10/6/09

Iterating with SPL 101: Directory Iterators

by Rafael Dohms

In the past I blogged about SPL (the Standard PHP Library) and how it makes PHP Developers’ life’s easier. Since then i have noticed a lack of SPL recipes on the web. If you are getting to know SPL, the use of the available classes can be a real mystery. So I decided to add more posts on SPL for Google to add to its index. This is the first in a series of posts.

Wouldn’t it be nice if you could live life just by applying a foreach to each year and live day by day? Ok, that was an awful joke, but using iterators does make life a lot easier and it makes for cleaner code. SPL’s iterator classes are really awesome and helpful – they replace multiple lines of code and a handful functions with a simple new. This and a foreach can really help cleaning up code. Admittedly there is an argument that this might make the code less legible to “beginner”programmers or programmers that are not familiar with iterators and such, but hey, if you can’t understand it, read this post and learn it.

In this article i want to go over some of SPL’s Directory Iteration options, following up with more details on the code i posted in the original SPL article. Let’s dive into the infinity of iterators and iterate over them, showing how they “go together”and where to get them to solve things for you.

Native in SPL

Native SPL classes have been converted to C, so they perform much faster and are available in any PHP installation, especially since in PHP 5.3 you cannot disable SPL anymore.

DirectoryIterator (doc)

This is a simple iterator because it is not recursive (so you don’t end up as dizzy as we did after the “Iteratah drinking game” at Tek’09).

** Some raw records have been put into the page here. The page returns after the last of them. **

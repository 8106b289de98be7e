//! Sweep uniform growth and target P/E over the reference baseline
//!
//! Outputs one CSV row per (growth, P/E) cell for heat-map style comparison

use std::fs::File;
use std::path::PathBuf;
use std::time::Instant;

use anyhow::Context;
use clap::Parser;

use index_projection::projection::REFERENCE_HORIZON_PERIODS;
use index_projection::scenario::{default_growth_axis, default_multiple_axis, stepped_range};
use index_projection::ScenarioRunner;

#[derive(Parser, Debug)]
#[command(name = "sensitivity_grid")]
#[command(about = "Projected index price across a grid of uniform growth and P/E assumptions")]
struct Args {
    /// Number of annual compounding periods
    #[arg(long, default_value_t = REFERENCE_HORIZON_PERIODS)]
    horizon: u32,

    /// Growth axis as MIN:MAX:STEP in percent (default -10:30:1)
    #[arg(long, allow_hyphen_values = true, value_parser = parse_axis)]
    growth: Option<(f64, f64, f64)>,

    /// P/E axis as MIN:MAX:STEP (default 10:35:0.5)
    #[arg(long, value_parser = parse_axis)]
    pe: Option<(f64, f64, f64)>,

    #[arg(long, default_value = "sensitivity_grid.csv")]
    output: PathBuf,
}

fn parse_axis(s: &str) -> Result<(f64, f64, f64), String> {
    let parts: Vec<&str> = s.split(':').collect();
    let [min, max, step] = parts.as_slice() else {
        return Err(format!("expected MIN:MAX:STEP, got {s:?}"));
    };
    let parse = |v: &str| v.trim().parse::<f64>().map_err(|e| format!("bad number {v:?}: {e}"));
    Ok((parse(*min)?, parse(*max)?, parse(*step)?))
}

fn main() -> anyhow::Result<()> {
    env_logger::init();
    let args = Args::parse();

    let start = Instant::now();
    let runner = ScenarioRunner::new();

    let growth_axis = match args.growth {
        Some((min, max, step)) => stepped_range(min, max, step)
            .context("invalid --growth axis")?
            .into_iter()
            .map(|g| g / 100.0)
            .collect(),
        None => default_growth_axis(),
    };
    let pe_axis = match args.pe {
        Some((min, max, step)) => stepped_range(min, max, step).context("invalid --pe axis")?,
        None => default_multiple_axis(),
    };

    println!(
        "Running {} x {} grid over {} periods...",
        growth_axis.len(),
        pe_axis.len(),
        args.horizon
    );
    let grid = runner.sensitivity_grid(&growth_axis, &pe_axis, args.horizon)?;
    log::info!("Grid complete in {:?}", start.elapsed());

    let file = File::create(&args.output)
        .with_context(|| format!("creating {}", args.output.display()))?;
    let mut writer = csv::Writer::from_writer(file);
    writer.write_record(["AnnualGrowth", "TargetPE", "ProjectedPrice", "ProjectedEPS", "PriceChangePct"])?;

    let base_price = runner.baseline().base_index_price();
    for point in &grid {
        writer.write_record([
            format!("{:.4}", point.annual_growth_rate),
            format!("{:.2}", point.target_multiple),
            format!("{:.2}", point.projected_price),
            format!("{:.4}", point.projected_earnings),
            format!("{:.2}", (point.projected_price / base_price - 1.0) * 100.0),
        ])?;
    }
    writer.flush()?;

    println!("Output written to {}", args.output.display());

    if let (Some(low), Some(high)) = (grid.first(), grid.last()) {
        println!("\nGrid Summary:");
        println!(
            "  Lowest:  growth {:+.1}%, P/E {:.1}x -> {:.0}",
            low.annual_growth_rate * 100.0,
            low.target_multiple,
            low.projected_price
        );
        println!(
            "  Highest: growth {:+.1}%, P/E {:.1}x -> {:.0}",
            high.annual_growth_rate * 100.0,
            high.target_multiple,
            high.projected_price
        );
    }

    println!("\nTotal time: {:?}", start.elapsed());
    Ok(())
}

It basically replaces the functionality of the scandir function, but gives you a few more advantages along the way. You can pass it the directory you wish to iterate and it will return an object that you can foreach over as if it were an array. This is a simple task that can be done using scandir as well, so let’s compare advantages, starting with some code:

<php

echo '- Iterate diretory using scandir' . PHP_EOL;
echo '- Avoid DOT directories' . PHP_EOL;
echo '- Show full path' . PHP_EOL;
$dir = 'samples' . DIRECTORY_SEPARATOR . 'sampledirtree';
$files = scandir( $dir );
foreach($files as $file){
    if ($file != '.' || $file != '..'){
        echo $dir . DIRECTORY_SEPARATOR . $file . PHP_EOL;
    }
}
?>

And same thing with DirectoryIterator

<php

echo '- Iterate directory using DirectoryIterator' . PHP_EOL;
echo '- Avoid DOT directories' . PHP_EOL;
echo '- Show full path' . PHP_EOL;
$files = new DirectoryIterator('samples' . DIRECTORY_SEPARATOR . 'sampledirtree');
foreach($files as $file){
    if (!$file->isDot()){
        echo $file->getRealPath() . PHP_EOL;
    }
}

?>

Output for both:

- Iterate directory using (scandir|DirectoryIterator)
- Avoid DOT directories
- Show full path
samples/sampledirtree/file1.txt
samples/sampledirtree/folder1
samples/sampledirtree/folder2

The code looks pretty much the same and we are basically performing a simple task, but one of the powerful built-in things about the DirectoryIterator is that instead of returning a string as scandir does, it returns a SplFileInfo Object, packed with a lot of information goodness. It allows us to skip the “dot” files ( . and .. ) without testing for both, and it allows us to get a file’s full real path without having to concatenate the actual directory. It does even more, check out the main methods list: (whole list)

  • getFilename ()
  • getOwner ()
  • getPath ()
  • getPathname ()
  • getPerms ()
  • getRealPath ()
  • getSize ()
  • getType ()
  • isDir ()
  • isExecutable ()
  • isFile ()
  • isLink ()
  • isReadable ()
  • isWritable ()
  • openFile ($mode= ‘r’, $use_include_path=false, $context=NULL)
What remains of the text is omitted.